Please find all lines in the data that hold the string "users" and copy them.

Stored data:
==*==
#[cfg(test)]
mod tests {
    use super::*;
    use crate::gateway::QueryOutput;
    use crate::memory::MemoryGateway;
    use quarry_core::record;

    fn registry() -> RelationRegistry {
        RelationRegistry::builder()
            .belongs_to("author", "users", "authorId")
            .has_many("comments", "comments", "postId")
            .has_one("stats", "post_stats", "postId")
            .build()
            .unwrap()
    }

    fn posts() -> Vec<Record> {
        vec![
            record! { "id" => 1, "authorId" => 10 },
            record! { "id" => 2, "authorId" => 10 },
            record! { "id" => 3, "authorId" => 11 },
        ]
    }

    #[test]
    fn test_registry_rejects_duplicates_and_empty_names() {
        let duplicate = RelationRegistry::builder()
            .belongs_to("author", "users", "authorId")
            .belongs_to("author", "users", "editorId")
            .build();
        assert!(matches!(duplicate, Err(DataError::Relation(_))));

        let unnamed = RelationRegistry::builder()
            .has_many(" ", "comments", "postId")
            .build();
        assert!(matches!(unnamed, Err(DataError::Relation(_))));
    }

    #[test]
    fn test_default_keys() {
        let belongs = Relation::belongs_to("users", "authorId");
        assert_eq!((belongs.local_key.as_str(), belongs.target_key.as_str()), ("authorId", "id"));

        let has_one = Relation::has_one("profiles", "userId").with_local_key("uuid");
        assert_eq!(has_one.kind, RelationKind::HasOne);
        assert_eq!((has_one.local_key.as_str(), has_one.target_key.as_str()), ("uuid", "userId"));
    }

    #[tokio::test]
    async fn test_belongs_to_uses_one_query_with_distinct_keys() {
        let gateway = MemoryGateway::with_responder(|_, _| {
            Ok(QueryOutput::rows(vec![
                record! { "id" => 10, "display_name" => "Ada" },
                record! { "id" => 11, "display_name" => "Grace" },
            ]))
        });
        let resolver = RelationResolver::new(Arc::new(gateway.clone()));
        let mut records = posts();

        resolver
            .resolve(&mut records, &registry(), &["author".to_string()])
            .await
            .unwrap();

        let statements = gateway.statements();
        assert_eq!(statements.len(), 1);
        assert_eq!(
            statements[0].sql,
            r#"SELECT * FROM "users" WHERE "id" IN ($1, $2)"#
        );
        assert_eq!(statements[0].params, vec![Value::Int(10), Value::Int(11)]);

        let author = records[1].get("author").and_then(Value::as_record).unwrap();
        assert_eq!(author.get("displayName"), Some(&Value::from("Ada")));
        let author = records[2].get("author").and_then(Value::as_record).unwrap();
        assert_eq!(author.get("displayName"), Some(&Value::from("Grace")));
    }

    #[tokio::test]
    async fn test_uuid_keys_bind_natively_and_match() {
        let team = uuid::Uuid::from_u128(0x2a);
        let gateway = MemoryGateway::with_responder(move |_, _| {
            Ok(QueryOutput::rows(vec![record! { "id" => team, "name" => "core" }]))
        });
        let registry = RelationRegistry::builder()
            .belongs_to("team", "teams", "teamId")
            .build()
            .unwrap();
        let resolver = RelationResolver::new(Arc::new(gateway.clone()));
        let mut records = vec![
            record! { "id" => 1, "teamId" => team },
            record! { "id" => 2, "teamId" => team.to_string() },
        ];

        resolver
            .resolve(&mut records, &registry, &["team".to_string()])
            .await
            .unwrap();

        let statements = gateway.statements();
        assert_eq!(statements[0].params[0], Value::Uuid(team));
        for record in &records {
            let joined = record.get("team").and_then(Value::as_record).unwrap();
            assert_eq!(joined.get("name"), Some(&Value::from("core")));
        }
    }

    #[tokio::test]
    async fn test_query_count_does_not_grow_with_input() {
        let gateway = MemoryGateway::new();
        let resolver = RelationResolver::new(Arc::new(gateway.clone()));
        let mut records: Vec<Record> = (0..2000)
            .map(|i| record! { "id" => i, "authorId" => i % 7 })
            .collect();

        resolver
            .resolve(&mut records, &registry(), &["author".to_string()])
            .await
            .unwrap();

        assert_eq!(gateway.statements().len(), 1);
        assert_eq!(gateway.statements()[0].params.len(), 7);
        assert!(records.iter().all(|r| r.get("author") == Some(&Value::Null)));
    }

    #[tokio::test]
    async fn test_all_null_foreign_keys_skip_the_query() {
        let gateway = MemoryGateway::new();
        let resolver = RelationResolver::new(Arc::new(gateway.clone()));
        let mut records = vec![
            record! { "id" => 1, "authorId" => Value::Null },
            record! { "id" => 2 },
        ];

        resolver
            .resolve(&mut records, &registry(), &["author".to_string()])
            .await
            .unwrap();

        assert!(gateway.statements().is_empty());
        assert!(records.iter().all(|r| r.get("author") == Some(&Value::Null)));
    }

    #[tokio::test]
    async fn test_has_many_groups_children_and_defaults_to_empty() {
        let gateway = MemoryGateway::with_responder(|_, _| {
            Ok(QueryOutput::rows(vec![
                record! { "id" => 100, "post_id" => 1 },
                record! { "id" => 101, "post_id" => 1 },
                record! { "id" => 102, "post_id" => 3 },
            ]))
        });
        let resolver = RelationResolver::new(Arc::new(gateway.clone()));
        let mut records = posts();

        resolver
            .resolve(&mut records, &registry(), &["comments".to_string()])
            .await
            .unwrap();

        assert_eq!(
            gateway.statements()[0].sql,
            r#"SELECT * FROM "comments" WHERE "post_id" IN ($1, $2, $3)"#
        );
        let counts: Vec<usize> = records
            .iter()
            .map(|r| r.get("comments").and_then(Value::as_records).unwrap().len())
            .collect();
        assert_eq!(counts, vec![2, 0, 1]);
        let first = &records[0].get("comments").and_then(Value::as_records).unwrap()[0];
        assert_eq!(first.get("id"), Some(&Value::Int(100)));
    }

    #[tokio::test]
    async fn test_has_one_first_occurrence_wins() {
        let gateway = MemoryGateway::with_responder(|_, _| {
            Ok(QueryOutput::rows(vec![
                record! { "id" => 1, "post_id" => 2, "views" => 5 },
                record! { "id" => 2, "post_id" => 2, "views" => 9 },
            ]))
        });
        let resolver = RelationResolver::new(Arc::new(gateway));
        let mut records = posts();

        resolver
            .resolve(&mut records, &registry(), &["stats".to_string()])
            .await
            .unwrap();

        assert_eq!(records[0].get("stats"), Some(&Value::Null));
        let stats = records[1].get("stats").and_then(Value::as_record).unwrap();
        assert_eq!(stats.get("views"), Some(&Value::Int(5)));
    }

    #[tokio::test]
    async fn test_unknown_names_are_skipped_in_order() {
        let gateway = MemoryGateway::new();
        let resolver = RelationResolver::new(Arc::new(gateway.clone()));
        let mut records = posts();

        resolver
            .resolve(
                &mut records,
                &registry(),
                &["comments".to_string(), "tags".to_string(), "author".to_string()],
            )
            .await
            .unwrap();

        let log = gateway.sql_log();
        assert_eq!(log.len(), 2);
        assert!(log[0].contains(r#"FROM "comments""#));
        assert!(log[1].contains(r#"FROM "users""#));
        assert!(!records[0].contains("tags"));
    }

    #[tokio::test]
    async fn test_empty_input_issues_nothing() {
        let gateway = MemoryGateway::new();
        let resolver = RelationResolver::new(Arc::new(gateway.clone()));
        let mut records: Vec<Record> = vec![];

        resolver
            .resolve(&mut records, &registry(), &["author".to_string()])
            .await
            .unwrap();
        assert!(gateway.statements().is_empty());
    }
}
==*==
### Finished exercise
            .belongs_to("author", "users", "authorId")
            .belongs_to("author", "users", "authorId")
            .belongs_to("author", "users", "editorId")
        let belongs = Relation::belongs_to("users", "authorId");
            r#"SELECT * FROM "users" WHERE "id" IN ($1, $2)"#
        assert!(log[1].contains(r#"FROM "users""#));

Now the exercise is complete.